大谷翔平は満票だったが…メジャーで不可解なMVP選出は過去にごまんとある

公開日: 更新日:

 11年のナ・リーグMVPライアン・ブラウン(ブルワーズ)はMVPになって3週間が経過した時、大ブーイングにさらされた。薬物検査で筋肉増強剤の成分が見つかり33本塁打、111打点がステロイドパワーの産物であることがバレてしまったのだ。使用を素直に認めてしまえば、50試合出場停止になる。それを何としてでも避けたいブラウンは腕利きの弁護士を雇って無実を主張。それが成功してこの時は逃げ切った。しかし、その13カ月後に常用者であることが発覚し、65試合出場停止になった。
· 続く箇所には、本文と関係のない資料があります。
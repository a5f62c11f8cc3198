//! Configuration sections with their defaults and RON persistence.

use std::path::{Path, PathBuf};

use serde::{Deserialize, Serialize};

use crate::error::ConfigError;

/// File name used inside the config directory.
pub const CONFIG_FILE_NAME: &str = "config.ron";

/// Top-level configuration.
#[derive(Debug, Clone, Default, Serialize, Deserialize, PartialEq)]
#[serde(default)]
pub struct Config {
    /// Terrain bounds and the root subdivision budget.
    pub terrain: TerrainSettings,
    /// How the LOD focus point moves.
    pub focus: FocusSettings,
    /// Where elevation data comes from.
    pub heightmap: HeightmapSettings,
    /// Frame pacing of the driver loop.
    pub frame: FrameSettings,
    /// Debug/development settings.
    pub debug: DebugConfig,
}

/// World-space terrain rectangle and quadtree root budget.
#[derive(Debug, Clone, Serialize, Deserialize, PartialEq)]
#[serde(default)]
pub struct TerrainSettings {
    /// Terrain width in world units.
    pub width: f32,
    /// Terrain height (y extent) in world units.
    pub height: f32,
    /// X of the terrain's top-left corner.
    pub origin_x: f32,
    /// Y of the terrain's top-left corner. The terrain extends toward -y.
    pub origin_y: f32,
    /// Depth budget handed to the root node (0..=10).
    pub root_depth: u8,
}

impl Default for TerrainSettings {
    fn default() -> Self {
        Self {
            width: 10.0,
            height: 10.0,
            origin_x: -5.0,
            origin_y: 5.0,
            root_depth: 7,
        }
    }
}

/// Focus point movement.
#[derive(Debug, Clone, Serialize, Deserialize, PartialEq)]
#[serde(default)]
pub struct FocusSettings {
    /// Distance the focus travels along the patrol path per frame.
    pub patrol_step: f32,
    /// Move the focus automatically around the patrol path.
    pub auto_patrol: bool,
    /// Starting x; `None` starts at the patrol path's first corner.
    pub start_x: Option<f32>,
    /// Starting y; `None` starts at the patrol path's first corner.
    pub start_y: Option<f32>,
}

impl Default for FocusSettings {
    fn default() -> Self {
        Self {
            patrol_step: 0.1,
            auto_patrol: true,
            start_x: None,
            start_y: None,
        }
    }
}

/// Heightmap source. An image path wins; otherwise a noise heightmap is
/// generated from the remaining fields.
#[derive(Debug, Clone, Serialize, Deserialize, PartialEq)]
#[serde(default)]
pub struct HeightmapSettings {
    /// Grayscale (or color, converted to luma) image to sample heights from.
    pub path: Option<PathBuf>,
    /// Seed for the generated heightmap.
    pub seed: u32,
    /// Side length in pixels of the generated heightmap.
    pub resolution: u32,
    /// Noise octaves of the generated heightmap.
    pub octaves: u32,
    /// Frequency of the first octave, in cycles across the whole map.
    pub base_frequency: f64,
    /// Amplitude multiplier between octaves.
    pub persistence: f64,
    /// Frequency multiplier between octaves.
    pub lacunarity: f64,
}

impl Default for HeightmapSettings {
    fn default() -> Self {
        Self {
            path: None,
            seed: 0,
            resolution: 256,
            octaves: 6,
            base_frequency: 4.0,
            persistence: 0.5,
            lacunarity: 2.0,
        }
    }
}

/// Frame loop pacing.
#[derive(Debug, Clone, Serialize, Deserialize, PartialEq)]
#[serde(default)]
pub struct FrameSettings {
    /// Frames per second (0 = as fast as possible).
    pub target_fps: u32,
    /// Frames to run before exiting (0 = until interrupted).
    pub frame_count: u64,
}

impl Default for FrameSettings {
    fn default() -> Self {
        Self {
            target_fps: 60,
            frame_count: 0,
        }
    }
}

/// Debug/development configuration.
#[derive(Debug, Clone, Serialize, Deserialize, PartialEq)]
#[serde(default)]
pub struct DebugConfig {
    /// Log level override (e.g., "debug", "info", "warn").
    pub log_level: String,
    /// Emit per-frame tree statistics at debug level.
    pub log_frame_stats: bool,
}

impl Default for DebugConfig {
    fn default() -> Self {
        Self {
            log_level: "info".to_string(),
            log_frame_stats: true,
        }
    }
}

// --- Load / Save / Reload ---

impl Config {
    /// Load config from the given directory, or write a default one there.
    pub fn load_or_create(config_dir: &Path) -> Result<Self, ConfigError> {
        let config_path = config_dir.join(CONFIG_FILE_NAME);

        if config_path.exists() {
            let config = Self::read(&config_path)?;
            log::info!("Loaded config from {}", config_path.display());
            Ok(config)
        } else {
            let config = Config::default();
            config.save(config_dir)?;
            log::info!("Created default config at {}", config_path.display());
            Ok(config)
        }
    }

    /// Save config to the given directory as `config.ron`.
    pub fn save(&self, config_dir: &Path) -> Result<(), ConfigError> {
        std::fs::create_dir_all(config_dir).map_err(|source| ConfigError::Write {
            path: config_dir.to_path_buf(),
            source,
        })?;

        let config_path = config_dir.join(CONFIG_FILE_NAME);
        let pretty = ron::ser::PrettyConfig::new()
            .depth_limit(3)
            .separate_tuple_members(true)
            .enumerate_arrays(false);

        let serialized = ron::ser::to_string_pretty(self, pretty).map_err(ConfigError::Serialize)?;

        std::fs::write(&config_path, serialized).map_err(|source| ConfigError::Write {
            path: config_path,
            source,
        })
    }

    /// Re-read the file: `Some(new_config)` if it differs from `self`.
    pub fn reload(&self, config_dir: &Path) -> Result<Option<Self>, ConfigError> {
        let new_config = Self::read(&config_dir.join(CONFIG_FILE_NAME))?;

        if &new_config != self {
            log::info!("Config reloaded with changes");
            Ok(Some(new_config))
        } else {
            Ok(None)
        }
    }

    fn read(path: &Path) -> Result<Self, ConfigError> {
        let contents = std::fs::read_to_string(path).map_err(|source| ConfigError::Read {
            path: path.to_path_buf(),
            source,
        })?;
        ron::from_str(&contents).map_err(|source| ConfigError::Parse {
            path: path.to_path_buf(),
            source,
        })
    }
}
 潔かったのが1996年のナ・リーグMVPケン・カミニティ(パドレス)だ。彼は薬物の常用が発覚した際、自らMVP返上を申し出て次点だったピアザ(ドジャース)にその名誉を与えるよう要望。認められなかったが、すがすがしい印象を与えた。ボンズ、ソーサら薬物汚染選手のつくった本塁打記録は現在カッコ付きの記録になっている。彼らはMVPにもなっているので、カッコ付きの最高殊勲選手ということにすれば、ステロイド全盛期の2001~05年の5年間で、カッコが付かないMVPはイチローとゲレロ・シニアだけになってしまう。